> [Task statement] The lines you return should be those containing the string "RunSummary", taken from the data below.

> [Saved entries]

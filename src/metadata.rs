//! Publication metadata synthesis.
//!
//! Builds the content of one `publication.xml`: the identifier, 1–5 authors
//! with names and dates of birth, a long/short title pair and 1–10 subjects
//! (default ranges, see [`MetadataConfig`]).
//!
//! ## Short Title
//!
//! The short title is a prefix of the long title. Its length is drawn from
//! `short_title_length` *after* capping that range at the long title's
//! length, so a short long title can never yield an out-of-bounds prefix.

use crate::config::MetadataConfig;
use crate::random::{random_date_in, random_text_in};
use crate::types::{Author, Publication, PublicationId, Subject, Title};
use rand::Rng;

/// Build the metadata for publication `id`.
pub fn build_publication<R: Rng + ?Sized>(
    id: PublicationId,
    rng: &mut R,
    config: &MetadataConfig,
) -> Publication {
    let author_count = config.authors.sample(rng);
    let authors = (0..author_count)
        .map(|_| build_author(rng, config))
        .collect();

    let title = build_title(rng, config);

    let subject_count = config.subjects.sample(rng);
    let subjects = (0..subject_count)
        .map(|_| Subject(random_text_in(rng, config.subject_length)))
        .collect();

    Publication {
        id,
        authors,
        title,
        subjects,
    }
}

fn build_author<R: Rng + ?Sized>(rng: &mut R, config: &MetadataConfig) -> Author {
    Author {
        name: random_text_in(rng, config.author_name_length),
        date_of_birth: random_date_in(rng, config.birth_year),
    }
}

fn build_title<R: Rng + ?Sized>(rng: &mut R, config: &MetadataConfig) -> Title {
    let long = random_text_in(rng, config.long_title_length);
    // Random text is ASCII: byte length is character length.
    let long_len = u32::try_from(long.len()).unwrap_or(u32::MAX);
    let short_len = config.short_title_length.capped_at(long_len).sample(rng);
    Title::with_prefix(long, short_len as usize)
}
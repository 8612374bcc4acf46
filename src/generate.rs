//! Run driver.
//!
//! Generates `count` publications into an existing output root, one at a
//! time:
//!
//! ```text
//! for id in 1..=count:
//!     metadata  = build_publication(id)
//!     full text = build_fulltext()
//!     write_entry(root, metadata, full text)
//! ```
//!
//! The identifier counter lives here and nowhere else. A publication that
//! fails to write is logged and skipped, and the run moves on to the next
//! identifier. Its partial output stays on disk.
//!
//! Progress is reported through a caller-supplied callback so the CLI can
//! print as it goes while tests simply collect events.

use crate::config::GeneratorConfig;
use crate::fulltext::build_fulltext;
use crate::layout::{self, LayoutError};
use crate::metadata::build_publication;
use crate::types::{ArchiveEntry, IdentifierCounter, PublicationId};
use rand::Rng;
use std::path::{Path, PathBuf};
use thiserror::Error;
use tracing::{debug, error, info};

#[derive(Error, Debug)]
pub enum GenerateError {
    #[error("output root {} is not an existing directory", .0.display())]
    OutputRoot(PathBuf),
}

/// Progress event for one publication.
#[derive(Debug)]
pub enum GenerateEvent<'a> {
    Written {
        entry: &'a ArchiveEntry,
        authors: usize,
        subjects: usize,
        pages: usize,
        words: usize,
    },
    Failed {
        id: PublicationId,
        error: &'a LayoutError,
    },
}

/// Outcome of a run.
#[derive(Debug, Clone, PartialEq, Eq)]
pub struct RunSummary {
    pub requested: u32,
    pub written: Vec<PublicationId>,
    /// Identifier and error message of each abandoned publication.
    pub failed: Vec<(PublicationId, String)>,
}

impl RunSummary {
    fn new(requested: u32) -> Self {
        Self {
            requested,
            written: Vec::new(),
            failed: Vec::new(),
        }
    }
}

/// Generate `count` publications under `root`.
///
/// Fails only when `root` is not an existing directory. Per-publication
/// failures end up in [`RunSummary::failed`].
pub fn generate<R: Rng + ?Sized>(
    count: u32,
    root: &Path,
    config: &GeneratorConfig,
    rng: &mut R,
    mut on_event: impl FnMut(GenerateEvent<'_>),
) -> Result<RunSummary, GenerateError> {
    if !root.is_dir() {
        return Err(GenerateError::OutputRoot(root.to_path_buf()));
    }
    info!(count, root = %root.display(), "generating publications");

    let mut summary = RunSummary::new(count);
    for id in IdentifierCounter::new().take(count as usize) {
        let publication = build_publication(id, rng, &config.metadata);
        let fulltext = build_fulltext(rng, &config.fulltext);

        match layout::write_entry(root, &publication, &fulltext) {
            Ok(entry) => {
                let words = fulltext.word_count();
                debug!(%id, pages = fulltext.pages.len(), words, "publication written");
                on_event(GenerateEvent::Written {
                    entry: &entry,
                    authors: publication.authors.len(),
                    subjects: publication.subjects.len(),
                    pages: fulltext.pages.len(),
                    words,
                });
                summary.written.push(id);
            }
            Err(e) => {
                error!(%id, error = %e, "publication abandoned");
                on_event(GenerateEvent::Failed { id, error: &e });
                summary.failed.push((id, e.to_string()));
            }
        }
    }

    info!(
        written = summary.written.len(),
        failed = summary.failed.len(),
        "run complete"
    );
    Ok(summary)
}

> [Problem solution]
pub struct RunSummary {
impl RunSummary {
/// failures end up in [`RunSummary::failed`].
) -> Result<RunSummary, GenerateError> {
    let mut summary = RunSummary::new(count);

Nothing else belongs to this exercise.